#### Dataset excerpts:

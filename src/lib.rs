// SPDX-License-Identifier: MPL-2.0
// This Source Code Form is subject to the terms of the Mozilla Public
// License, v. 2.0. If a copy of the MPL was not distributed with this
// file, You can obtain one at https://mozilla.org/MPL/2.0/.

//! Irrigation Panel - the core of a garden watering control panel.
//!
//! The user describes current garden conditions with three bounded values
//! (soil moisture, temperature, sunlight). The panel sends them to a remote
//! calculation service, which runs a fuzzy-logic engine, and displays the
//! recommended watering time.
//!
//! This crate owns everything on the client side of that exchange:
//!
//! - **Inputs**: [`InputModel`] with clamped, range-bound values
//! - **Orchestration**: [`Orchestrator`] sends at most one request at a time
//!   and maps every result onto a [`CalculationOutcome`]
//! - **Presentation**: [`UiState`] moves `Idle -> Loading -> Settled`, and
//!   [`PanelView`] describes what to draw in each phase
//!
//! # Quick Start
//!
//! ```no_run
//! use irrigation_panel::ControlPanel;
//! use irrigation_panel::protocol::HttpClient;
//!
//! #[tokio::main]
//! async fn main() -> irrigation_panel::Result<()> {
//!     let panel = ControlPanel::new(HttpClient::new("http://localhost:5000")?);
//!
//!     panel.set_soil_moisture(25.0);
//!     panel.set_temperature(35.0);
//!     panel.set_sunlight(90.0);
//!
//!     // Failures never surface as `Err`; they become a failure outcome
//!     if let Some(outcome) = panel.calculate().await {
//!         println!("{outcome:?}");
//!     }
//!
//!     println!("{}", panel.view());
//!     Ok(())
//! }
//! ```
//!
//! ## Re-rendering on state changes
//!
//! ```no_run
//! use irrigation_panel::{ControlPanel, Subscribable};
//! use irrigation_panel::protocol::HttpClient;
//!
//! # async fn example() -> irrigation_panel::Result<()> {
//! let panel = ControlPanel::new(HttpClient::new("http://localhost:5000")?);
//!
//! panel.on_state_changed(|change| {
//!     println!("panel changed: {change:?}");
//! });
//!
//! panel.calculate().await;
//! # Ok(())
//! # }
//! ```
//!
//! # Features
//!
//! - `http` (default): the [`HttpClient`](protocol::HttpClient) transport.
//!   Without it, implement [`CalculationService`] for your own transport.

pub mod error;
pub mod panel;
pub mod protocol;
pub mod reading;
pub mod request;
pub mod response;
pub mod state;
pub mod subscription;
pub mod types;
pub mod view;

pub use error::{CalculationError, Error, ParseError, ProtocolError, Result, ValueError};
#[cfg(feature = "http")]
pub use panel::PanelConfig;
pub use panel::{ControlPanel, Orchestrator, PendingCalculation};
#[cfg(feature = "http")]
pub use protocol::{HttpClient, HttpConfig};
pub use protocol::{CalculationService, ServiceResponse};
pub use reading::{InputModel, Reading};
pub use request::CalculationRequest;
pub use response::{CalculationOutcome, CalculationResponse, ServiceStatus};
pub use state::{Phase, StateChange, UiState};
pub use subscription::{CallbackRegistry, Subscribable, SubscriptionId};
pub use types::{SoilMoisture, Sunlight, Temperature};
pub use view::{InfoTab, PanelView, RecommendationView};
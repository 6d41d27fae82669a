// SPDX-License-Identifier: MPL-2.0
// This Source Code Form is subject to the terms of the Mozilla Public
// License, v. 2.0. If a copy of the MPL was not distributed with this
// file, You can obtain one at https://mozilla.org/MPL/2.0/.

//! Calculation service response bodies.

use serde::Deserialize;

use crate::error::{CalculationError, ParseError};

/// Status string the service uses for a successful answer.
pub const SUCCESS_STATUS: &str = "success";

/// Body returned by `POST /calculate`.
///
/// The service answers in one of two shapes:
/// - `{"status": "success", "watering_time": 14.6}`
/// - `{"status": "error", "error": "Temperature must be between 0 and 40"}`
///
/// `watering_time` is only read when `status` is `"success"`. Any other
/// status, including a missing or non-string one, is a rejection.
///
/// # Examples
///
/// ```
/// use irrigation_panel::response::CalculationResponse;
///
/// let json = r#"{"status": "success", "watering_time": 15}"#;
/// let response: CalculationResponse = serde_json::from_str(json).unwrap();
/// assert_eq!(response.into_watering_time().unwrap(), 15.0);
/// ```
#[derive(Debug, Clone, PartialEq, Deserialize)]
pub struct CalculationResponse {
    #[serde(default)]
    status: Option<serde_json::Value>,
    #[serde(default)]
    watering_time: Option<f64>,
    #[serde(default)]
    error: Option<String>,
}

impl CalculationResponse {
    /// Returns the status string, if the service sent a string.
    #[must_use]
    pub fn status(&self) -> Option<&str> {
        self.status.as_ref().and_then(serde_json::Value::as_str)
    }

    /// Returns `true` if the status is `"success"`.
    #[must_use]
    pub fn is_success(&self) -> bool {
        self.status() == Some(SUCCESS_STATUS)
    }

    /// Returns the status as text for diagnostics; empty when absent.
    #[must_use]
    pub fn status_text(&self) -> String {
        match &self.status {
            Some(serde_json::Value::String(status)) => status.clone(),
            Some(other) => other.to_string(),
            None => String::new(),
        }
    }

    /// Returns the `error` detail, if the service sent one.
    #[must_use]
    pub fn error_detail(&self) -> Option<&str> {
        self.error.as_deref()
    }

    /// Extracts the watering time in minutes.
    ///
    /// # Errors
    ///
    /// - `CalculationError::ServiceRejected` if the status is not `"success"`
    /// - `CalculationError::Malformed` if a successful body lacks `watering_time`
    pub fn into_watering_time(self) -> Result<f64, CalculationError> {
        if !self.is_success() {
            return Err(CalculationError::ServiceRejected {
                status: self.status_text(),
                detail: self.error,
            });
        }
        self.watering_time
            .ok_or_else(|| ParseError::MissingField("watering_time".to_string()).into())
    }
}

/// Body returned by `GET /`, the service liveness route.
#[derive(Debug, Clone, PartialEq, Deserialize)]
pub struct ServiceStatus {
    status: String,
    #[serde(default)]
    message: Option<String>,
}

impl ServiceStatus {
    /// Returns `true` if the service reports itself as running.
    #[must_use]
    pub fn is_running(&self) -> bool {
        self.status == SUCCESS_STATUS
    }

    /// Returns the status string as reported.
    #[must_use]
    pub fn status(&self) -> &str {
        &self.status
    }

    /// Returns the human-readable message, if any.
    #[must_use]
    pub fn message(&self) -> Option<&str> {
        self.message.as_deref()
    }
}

#### What you should do:
Copy out, from the records above, every line that holds the string "ServiceRejected".

#### Answer to this task:
    /// - `CalculationError::ServiceRejected` if the status is not `"success"`
            return Err(CalculationError::ServiceRejected {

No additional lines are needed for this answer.